Exercise details:
Search the records below for the word "AccessAction". Copy each line where it occurs.

Excerpted data:
* * * * * * * * *

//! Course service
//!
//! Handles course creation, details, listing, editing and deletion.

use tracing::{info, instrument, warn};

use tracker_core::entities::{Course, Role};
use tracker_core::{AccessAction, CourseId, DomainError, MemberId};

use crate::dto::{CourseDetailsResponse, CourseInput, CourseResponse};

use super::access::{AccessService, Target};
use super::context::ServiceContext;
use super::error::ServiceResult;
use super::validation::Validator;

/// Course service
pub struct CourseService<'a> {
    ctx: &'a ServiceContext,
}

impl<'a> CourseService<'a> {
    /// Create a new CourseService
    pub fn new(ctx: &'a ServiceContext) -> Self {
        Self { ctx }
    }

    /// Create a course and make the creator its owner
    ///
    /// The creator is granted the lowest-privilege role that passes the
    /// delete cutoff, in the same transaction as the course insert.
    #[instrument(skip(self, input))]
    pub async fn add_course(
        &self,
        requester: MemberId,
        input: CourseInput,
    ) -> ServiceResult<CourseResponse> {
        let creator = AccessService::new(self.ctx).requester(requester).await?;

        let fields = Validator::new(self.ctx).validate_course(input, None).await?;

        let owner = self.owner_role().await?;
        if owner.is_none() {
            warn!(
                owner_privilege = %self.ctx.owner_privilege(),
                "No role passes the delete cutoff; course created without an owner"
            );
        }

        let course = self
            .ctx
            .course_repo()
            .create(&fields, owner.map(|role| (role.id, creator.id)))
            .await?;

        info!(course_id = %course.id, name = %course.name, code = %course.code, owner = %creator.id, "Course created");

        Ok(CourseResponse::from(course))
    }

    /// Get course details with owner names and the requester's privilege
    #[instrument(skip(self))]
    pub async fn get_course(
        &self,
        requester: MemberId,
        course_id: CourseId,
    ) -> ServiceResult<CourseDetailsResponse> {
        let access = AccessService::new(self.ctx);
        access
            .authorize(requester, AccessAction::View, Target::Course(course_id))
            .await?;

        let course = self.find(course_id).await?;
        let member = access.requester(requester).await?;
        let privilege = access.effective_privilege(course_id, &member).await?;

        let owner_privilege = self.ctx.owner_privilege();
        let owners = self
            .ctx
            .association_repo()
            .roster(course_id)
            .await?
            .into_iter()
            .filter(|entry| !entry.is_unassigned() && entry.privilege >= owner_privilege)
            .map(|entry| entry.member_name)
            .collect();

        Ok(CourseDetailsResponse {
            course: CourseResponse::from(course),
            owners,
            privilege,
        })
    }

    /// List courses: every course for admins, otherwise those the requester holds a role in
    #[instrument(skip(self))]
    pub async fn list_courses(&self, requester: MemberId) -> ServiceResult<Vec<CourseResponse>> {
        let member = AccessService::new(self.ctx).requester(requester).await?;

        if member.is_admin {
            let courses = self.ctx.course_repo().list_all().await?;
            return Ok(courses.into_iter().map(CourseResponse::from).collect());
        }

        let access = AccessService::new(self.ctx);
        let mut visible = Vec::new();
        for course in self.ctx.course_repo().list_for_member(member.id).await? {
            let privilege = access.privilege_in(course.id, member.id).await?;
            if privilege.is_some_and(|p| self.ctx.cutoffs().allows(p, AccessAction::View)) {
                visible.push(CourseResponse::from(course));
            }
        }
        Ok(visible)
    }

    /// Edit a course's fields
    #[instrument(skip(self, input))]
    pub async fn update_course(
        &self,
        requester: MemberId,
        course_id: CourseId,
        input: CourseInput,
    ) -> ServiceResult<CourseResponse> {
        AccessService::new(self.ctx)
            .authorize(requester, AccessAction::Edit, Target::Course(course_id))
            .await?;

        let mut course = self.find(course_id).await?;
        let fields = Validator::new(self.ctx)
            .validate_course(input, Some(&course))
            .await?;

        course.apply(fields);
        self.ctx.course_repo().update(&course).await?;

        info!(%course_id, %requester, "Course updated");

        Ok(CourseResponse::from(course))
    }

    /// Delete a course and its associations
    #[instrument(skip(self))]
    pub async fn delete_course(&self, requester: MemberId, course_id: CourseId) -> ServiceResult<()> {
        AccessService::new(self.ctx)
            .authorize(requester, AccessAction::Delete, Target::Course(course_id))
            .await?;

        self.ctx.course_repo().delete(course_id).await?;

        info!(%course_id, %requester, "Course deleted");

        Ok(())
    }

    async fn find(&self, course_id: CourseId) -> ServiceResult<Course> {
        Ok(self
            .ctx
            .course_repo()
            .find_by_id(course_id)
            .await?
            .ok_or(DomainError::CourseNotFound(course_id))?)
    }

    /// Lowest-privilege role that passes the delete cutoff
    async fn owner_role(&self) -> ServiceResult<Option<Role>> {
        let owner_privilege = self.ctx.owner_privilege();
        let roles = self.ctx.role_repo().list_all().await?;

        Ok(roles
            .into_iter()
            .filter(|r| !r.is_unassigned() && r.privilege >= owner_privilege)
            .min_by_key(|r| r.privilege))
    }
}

* * * * * * * * *

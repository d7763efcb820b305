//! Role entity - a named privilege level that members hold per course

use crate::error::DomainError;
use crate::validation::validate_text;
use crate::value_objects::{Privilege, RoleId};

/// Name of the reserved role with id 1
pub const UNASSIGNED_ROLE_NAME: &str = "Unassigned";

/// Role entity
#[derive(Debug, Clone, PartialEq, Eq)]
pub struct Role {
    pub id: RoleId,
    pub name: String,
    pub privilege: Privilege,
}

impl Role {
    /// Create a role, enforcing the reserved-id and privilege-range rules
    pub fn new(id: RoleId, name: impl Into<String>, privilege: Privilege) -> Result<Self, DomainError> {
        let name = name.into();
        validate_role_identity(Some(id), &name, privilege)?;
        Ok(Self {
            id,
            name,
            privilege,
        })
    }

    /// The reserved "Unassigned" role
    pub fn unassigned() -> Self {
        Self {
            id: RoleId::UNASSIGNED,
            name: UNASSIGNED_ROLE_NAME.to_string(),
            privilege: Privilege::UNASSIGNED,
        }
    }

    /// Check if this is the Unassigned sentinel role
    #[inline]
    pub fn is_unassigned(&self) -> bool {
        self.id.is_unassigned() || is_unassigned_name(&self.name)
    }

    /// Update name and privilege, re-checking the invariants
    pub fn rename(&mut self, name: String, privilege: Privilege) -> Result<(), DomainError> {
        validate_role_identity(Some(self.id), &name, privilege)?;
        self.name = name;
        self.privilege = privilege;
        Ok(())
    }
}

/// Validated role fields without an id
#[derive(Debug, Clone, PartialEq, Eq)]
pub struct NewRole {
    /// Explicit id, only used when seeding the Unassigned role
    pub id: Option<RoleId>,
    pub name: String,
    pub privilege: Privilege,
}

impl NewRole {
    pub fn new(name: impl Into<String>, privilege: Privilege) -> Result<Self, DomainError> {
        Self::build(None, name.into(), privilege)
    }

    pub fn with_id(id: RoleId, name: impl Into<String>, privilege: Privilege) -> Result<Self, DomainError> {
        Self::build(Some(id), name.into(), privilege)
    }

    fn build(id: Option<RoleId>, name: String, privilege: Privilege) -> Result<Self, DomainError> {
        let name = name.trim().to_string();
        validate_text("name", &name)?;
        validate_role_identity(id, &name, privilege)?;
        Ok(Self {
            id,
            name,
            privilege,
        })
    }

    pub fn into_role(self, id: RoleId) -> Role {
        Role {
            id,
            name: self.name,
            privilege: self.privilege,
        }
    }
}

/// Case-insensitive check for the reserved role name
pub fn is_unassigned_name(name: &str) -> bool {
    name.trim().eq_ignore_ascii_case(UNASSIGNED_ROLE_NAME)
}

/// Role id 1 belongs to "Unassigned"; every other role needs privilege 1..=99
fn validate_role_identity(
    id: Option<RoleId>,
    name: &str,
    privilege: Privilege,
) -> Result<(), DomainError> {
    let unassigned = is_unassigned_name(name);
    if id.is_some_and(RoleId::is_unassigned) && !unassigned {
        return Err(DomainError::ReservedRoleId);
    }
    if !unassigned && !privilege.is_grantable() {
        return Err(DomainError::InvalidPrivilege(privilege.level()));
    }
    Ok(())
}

* * * * * * * * *

Answer to this exercise:
use tracker_core::{AccessAction, CourseId, DomainError, MemberId};
            .authorize(requester, AccessAction::View, Target::Course(course_id))
            if privilege.is_some_and(|p| self.ctx.cutoffs().allows(p, AccessAction::View)) {
            .authorize(requester, AccessAction::Edit, Target::Course(course_id))
            .authorize(requester, AccessAction::Delete, Target::Course(course_id))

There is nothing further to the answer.